Showing posts with label FloatingPoint. Show all posts
Showing posts with label FloatingPoint. Show all posts

2023-01-30

Can you use fixed-point?

I do scientific computing. Mostly in c++ which offers a host of places to have problems, but that isn't what I want to talk about today. Instead I want to talk about language-independent issues with math.

From a science or engineering point of view, the formulae that we look up and equations we write down and manipulate all assume we're working with real or complex values (or at least with integers). Notably all those fields are infinite and we represent a working sub-set of them with not-very-big sets of bits. And that's where the trouble sets in.

Now, many language provide types that offer a "floating-point" representation of some of the reals. Think about a binary version of scientific notation: $1.xyz \times 2^{abc}$. In modern times this stuff is actually well standardized with most hardware implementing IEEE754.

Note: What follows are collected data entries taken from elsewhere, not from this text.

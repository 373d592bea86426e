//! Core library for fragenimport
//!
//! This crate implements the **Functional Core** of the fragenimport
//! application: every step that turns the document reader's positioned line
//! and image records into the normalized question dataset is a pure
//! transformation over in-memory data, with zero I/O. The binary crate is
//! the Imperative Shell that reads the PDF, feeds this pipeline, and
//! persists the result.
//!
//! # Pipeline
//!
//! ```text
//! Line[]  ->  expand_inline_bullets  ->  merge_naked_bullets  ->  segment
//!                 (per line)               (single pass)        (state machine)
//!         ->  repair_answers  ->  assign_images  ->  carry_forward
//!             (at finalize)       (page claims)     (answer keys)
//! ```
//!
//! The whole pipeline is deterministic and safe to re-run: re-importing an
//! unchanged document against its own output reproduces every curated
//! correct-answer index (see the idempotence test at the bottom of this
//! file).

pub mod assign;
pub mod markers;
pub mod model;
pub mod normalize;
pub mod reconcile;
pub mod repair;
pub mod segment;

use std::collections::BTreeMap;

pub use model::{
    Answer, BoundingBox, ClaimedImage, Dataset, DatasetMeta, Line, PageBounds, PlacedImage,
    Question, Section,
};
pub use reconcile::ReconcileStats;
pub use segment::RepairFlag;

/// Everything one import run produces before persistence.
#[derive(Debug)]
pub struct ImportOutcome {
    pub questions: Vec<Question>,
    /// Questions where an answer repair fired; ambiguous ones need review.
    pub repairs: Vec<RepairFlag>,
    pub reconcile: ReconcileStats,
}

/// Run the full parsing pipeline over extracted lines and images.
///
/// `prior` is the previously persisted dataset, when one exists; curated
/// correct-answer indices are carried forward by content signature.
pub fn import_document(
    lines: &[Line],
    images_by_page: &BTreeMap<u32, Vec<PlacedImage>>,
    prior: Option<&Dataset>,
) -> ImportOutcome {
    let expanded: Vec<Line> = lines.iter().flat_map(normalize::expand_inline_bullets).collect();
    let merged = normalize::merge_naked_bullets(expanded);

    let outcome = segment::segment(&merged, Section::default());
    let mut questions = outcome.questions;

    assign::assign_images(&mut questions, images_by_page);

    let reconcile = match prior {
        Some(dataset) => reconcile::carry_forward(&mut questions, dataset),
        None => ReconcileStats::default(),
    };

    ImportOutcome {
        questions,
        repairs: outcome.repairs,
        reconcile,
    }
}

A not-at-all exhaustive list of the common problems for floating-point representations include

  • Easy to write down fractions like $\frac{1}{3}$ don't have exact representations in floating point because the format is finite.
  • Worse, even fractions like $\frac{1}{5}$ that have finite representations in decimal notation don't have one in binary notation and so are also inexactly represented.
  • The Commutative and Associative rules for basic operations like addition and multiplication are lost in some circumstances.
  • It takes special care to insure that you can accurately round-trip a in-memory value through a textual representation.
  • As a result of the above, it is very easy to write down an expression that has an equal sign in the middle on paper, but when you compute the two sides in code and compare them with == it returns false.
  • As a result of library differences in IO routines and some functions even if you get it right on one machine/compiler combination it can break if ported to a different machine/compiler combination even if they both implement the same standard!
As a result of these and other details floating-point math is notoriously hard to use correctly. The more so if you worry about unreasonable inputs (as you must).

We use floating-point math anyway because it supports values over a huge range of magnitude (for the number of bits used in the representation) and often has a fast, hardware-supported implementation. Still, sometimes, if you know the use domain well enough you can select a more limited range of necessary values and use fixed-point math to avoid some of the problems with floating-point.

Recently at work we dealt with "it's not comparing right" problems for angles on the sphere by coding azimuth and elevation in terms of a integer numbers of arc-minutes which provided more than sufficient precision for our needs, gets along nicely with the domain practice of describing angles in degrees, means that each value fits into a 16-bit field, and can be reliably round-tripped through a customer-specified text format.

Alas, many languages (most that are promoted for scientific computing) don't have bulit-in types or library support for fixed point so it isn't always practical: you have to ask how you will implement any special functions you need before you make that choice.

But it is worth asking right at the start.